INSTRUCTIONS TO FOLLOW:
Your task is to copy the lines of the data below from the line holding "#[derive(Debug, Default)]" through the line holding "queue always accepts.", inclusive, exactly and with nothing added.

Data items:
- - -
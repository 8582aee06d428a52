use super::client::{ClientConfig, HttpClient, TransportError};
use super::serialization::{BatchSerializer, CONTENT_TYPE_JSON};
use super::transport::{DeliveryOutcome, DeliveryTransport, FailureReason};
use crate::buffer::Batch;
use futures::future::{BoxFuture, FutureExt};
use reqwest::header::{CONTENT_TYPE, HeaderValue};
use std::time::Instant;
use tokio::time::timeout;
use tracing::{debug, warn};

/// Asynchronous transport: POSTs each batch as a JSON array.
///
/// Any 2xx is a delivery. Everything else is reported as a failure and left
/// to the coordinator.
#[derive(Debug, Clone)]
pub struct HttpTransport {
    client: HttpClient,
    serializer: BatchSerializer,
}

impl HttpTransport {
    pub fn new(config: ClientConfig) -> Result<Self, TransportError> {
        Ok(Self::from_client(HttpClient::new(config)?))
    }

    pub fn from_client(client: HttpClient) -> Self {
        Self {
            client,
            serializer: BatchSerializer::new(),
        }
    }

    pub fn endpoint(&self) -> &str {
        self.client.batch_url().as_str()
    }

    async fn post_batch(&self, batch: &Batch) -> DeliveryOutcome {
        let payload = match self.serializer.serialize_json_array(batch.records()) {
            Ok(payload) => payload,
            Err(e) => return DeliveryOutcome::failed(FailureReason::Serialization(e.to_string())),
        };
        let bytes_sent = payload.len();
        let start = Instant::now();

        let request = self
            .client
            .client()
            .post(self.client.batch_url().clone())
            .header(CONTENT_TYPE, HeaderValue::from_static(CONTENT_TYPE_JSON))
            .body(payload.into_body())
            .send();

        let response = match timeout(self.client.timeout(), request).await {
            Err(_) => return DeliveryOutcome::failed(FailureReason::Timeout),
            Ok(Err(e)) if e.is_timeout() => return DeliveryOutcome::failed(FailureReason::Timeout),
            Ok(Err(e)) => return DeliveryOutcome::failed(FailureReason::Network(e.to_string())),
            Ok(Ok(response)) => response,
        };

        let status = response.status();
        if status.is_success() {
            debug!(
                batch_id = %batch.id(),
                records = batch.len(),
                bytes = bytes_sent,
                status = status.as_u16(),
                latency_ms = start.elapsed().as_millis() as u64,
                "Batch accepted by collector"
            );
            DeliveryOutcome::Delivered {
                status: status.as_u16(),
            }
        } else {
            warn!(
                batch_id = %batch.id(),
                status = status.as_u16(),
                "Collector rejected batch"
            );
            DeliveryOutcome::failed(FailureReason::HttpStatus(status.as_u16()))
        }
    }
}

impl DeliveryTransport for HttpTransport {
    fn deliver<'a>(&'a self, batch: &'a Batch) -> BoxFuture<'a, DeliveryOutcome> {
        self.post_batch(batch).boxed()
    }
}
- - -
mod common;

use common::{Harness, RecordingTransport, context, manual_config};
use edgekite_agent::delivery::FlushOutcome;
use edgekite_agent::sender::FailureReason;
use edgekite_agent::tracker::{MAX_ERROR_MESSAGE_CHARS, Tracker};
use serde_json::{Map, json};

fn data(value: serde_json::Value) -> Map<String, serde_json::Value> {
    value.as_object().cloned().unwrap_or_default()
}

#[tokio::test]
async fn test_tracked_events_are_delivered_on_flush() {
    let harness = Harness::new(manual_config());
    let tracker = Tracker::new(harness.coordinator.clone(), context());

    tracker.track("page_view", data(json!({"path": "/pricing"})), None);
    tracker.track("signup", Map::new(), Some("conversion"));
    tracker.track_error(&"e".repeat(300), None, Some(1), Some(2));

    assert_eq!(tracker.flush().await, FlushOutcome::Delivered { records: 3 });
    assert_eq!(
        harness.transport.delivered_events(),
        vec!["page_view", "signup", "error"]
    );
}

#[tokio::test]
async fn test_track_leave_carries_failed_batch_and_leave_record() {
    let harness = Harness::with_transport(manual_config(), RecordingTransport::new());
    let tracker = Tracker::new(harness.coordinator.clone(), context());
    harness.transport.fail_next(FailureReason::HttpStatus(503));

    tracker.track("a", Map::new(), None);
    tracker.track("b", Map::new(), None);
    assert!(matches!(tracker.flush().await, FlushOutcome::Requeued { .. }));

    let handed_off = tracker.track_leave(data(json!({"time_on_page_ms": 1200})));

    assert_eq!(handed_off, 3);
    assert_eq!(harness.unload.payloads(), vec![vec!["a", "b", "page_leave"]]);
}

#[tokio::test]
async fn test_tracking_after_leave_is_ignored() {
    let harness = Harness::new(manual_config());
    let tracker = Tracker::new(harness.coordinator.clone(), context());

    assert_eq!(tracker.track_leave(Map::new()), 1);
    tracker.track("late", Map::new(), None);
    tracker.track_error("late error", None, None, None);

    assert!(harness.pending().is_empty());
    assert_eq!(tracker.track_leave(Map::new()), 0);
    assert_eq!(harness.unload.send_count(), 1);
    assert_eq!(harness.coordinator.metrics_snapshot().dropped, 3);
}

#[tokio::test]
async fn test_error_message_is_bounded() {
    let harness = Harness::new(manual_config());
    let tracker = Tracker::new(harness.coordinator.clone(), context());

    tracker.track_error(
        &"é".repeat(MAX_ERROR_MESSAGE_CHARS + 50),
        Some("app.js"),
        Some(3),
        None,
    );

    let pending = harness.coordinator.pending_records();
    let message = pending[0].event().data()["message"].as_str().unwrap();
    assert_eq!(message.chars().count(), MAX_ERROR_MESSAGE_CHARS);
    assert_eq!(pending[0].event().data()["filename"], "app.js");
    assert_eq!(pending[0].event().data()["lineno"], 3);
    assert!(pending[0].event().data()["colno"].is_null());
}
- - -
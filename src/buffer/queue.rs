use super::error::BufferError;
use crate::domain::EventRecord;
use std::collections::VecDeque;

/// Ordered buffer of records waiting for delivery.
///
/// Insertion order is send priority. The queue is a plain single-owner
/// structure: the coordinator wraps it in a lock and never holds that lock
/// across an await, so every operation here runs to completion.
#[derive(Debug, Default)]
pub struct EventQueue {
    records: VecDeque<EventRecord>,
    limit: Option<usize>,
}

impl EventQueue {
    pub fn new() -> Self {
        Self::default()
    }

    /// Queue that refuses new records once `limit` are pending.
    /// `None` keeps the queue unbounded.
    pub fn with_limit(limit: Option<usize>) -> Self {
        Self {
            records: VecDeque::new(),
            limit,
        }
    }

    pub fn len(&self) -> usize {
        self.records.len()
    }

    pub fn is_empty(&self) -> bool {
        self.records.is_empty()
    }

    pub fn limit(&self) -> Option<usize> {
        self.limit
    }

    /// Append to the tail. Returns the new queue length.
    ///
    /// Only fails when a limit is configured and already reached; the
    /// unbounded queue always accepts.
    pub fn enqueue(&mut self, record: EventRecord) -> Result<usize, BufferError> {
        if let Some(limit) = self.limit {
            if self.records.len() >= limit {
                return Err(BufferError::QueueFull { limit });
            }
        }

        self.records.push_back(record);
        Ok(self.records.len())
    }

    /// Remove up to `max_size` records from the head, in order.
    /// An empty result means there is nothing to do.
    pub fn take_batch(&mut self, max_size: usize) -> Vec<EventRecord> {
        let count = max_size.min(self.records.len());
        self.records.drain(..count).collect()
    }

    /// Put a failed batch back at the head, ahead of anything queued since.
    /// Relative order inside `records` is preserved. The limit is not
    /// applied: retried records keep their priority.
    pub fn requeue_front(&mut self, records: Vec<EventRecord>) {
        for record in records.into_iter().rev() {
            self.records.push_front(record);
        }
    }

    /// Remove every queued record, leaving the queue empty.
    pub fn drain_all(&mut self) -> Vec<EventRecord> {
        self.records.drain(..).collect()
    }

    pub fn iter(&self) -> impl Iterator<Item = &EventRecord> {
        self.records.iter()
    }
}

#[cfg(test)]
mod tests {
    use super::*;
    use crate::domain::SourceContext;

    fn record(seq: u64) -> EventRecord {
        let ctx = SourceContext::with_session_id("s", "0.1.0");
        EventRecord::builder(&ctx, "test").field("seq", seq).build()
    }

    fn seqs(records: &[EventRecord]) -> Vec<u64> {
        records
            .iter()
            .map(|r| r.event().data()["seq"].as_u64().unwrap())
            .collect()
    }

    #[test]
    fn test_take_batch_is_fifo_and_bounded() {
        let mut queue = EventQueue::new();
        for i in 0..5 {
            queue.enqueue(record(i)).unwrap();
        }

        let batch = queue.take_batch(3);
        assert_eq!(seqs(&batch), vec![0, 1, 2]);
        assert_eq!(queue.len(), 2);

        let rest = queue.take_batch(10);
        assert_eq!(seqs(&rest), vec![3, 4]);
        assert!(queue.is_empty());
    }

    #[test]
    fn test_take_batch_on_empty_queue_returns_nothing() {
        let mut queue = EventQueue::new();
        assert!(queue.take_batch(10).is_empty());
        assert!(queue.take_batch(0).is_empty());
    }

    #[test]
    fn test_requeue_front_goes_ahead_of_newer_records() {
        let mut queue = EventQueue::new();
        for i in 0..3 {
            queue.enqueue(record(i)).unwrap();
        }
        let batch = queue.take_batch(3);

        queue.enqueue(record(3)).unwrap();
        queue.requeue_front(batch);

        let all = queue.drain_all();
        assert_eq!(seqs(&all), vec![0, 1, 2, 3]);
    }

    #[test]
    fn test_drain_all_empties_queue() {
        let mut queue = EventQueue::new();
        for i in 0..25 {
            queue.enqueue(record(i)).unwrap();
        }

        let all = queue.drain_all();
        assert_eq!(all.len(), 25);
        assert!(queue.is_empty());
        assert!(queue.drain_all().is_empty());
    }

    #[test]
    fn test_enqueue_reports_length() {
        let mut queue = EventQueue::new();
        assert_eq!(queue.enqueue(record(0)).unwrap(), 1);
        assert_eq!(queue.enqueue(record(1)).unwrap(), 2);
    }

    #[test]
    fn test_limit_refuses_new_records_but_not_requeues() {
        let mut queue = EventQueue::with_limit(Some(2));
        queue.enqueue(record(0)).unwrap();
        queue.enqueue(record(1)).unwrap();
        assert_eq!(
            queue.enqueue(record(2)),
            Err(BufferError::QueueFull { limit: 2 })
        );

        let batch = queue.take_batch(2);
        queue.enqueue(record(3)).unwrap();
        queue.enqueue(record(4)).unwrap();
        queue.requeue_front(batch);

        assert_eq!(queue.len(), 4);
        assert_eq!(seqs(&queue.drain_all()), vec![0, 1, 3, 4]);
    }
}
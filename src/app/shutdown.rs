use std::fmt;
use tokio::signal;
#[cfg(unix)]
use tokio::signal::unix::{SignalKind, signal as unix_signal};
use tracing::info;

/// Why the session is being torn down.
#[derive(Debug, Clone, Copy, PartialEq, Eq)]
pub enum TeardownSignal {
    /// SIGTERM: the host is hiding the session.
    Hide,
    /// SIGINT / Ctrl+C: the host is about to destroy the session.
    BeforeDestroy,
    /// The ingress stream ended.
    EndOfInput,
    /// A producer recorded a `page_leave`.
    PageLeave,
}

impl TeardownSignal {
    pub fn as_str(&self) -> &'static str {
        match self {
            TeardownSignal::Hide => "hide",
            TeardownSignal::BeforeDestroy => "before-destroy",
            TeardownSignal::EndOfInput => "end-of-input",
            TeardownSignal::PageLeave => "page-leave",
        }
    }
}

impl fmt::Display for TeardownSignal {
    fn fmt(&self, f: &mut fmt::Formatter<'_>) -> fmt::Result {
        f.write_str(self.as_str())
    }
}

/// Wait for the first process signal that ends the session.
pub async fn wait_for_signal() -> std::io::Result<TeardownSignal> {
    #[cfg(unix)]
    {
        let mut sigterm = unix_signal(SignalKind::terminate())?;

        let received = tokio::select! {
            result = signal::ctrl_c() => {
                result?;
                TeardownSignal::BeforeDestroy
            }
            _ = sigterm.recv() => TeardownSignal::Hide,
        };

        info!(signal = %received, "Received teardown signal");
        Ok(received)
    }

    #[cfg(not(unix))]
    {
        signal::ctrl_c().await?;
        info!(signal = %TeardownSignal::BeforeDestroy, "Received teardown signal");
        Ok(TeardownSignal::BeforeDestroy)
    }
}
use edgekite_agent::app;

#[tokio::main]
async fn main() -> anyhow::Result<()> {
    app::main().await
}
- - -
YOUR SOLUTION:
#[derive(Debug, Default)]
pub struct EventQueue {
    records: VecDeque<EventRecord>,
    limit: Option<usize>,
}

impl EventQueue {
    pub fn new() -> Self {
        Self::default()
    }

    /// Queue that refuses new records once `limit` are pending.
    /// `None` keeps the queue unbounded.
    pub fn with_limit(limit: Option<usize>) -> Self {
        Self {
            records: VecDeque::new(),
            limit,
        }
    }

    pub fn len(&self) -> usize {
        self.records.len()
    }

    pub fn is_empty(&self) -> bool {
        self.records.is_empty()
    }

    pub fn limit(&self) -> Option<usize> {
        self.limit
    }

    /// Append to the tail. Returns the new queue length.
    ///
    /// Only fails when a limit is configured and already reached; the
    /// unbounded queue always accepts.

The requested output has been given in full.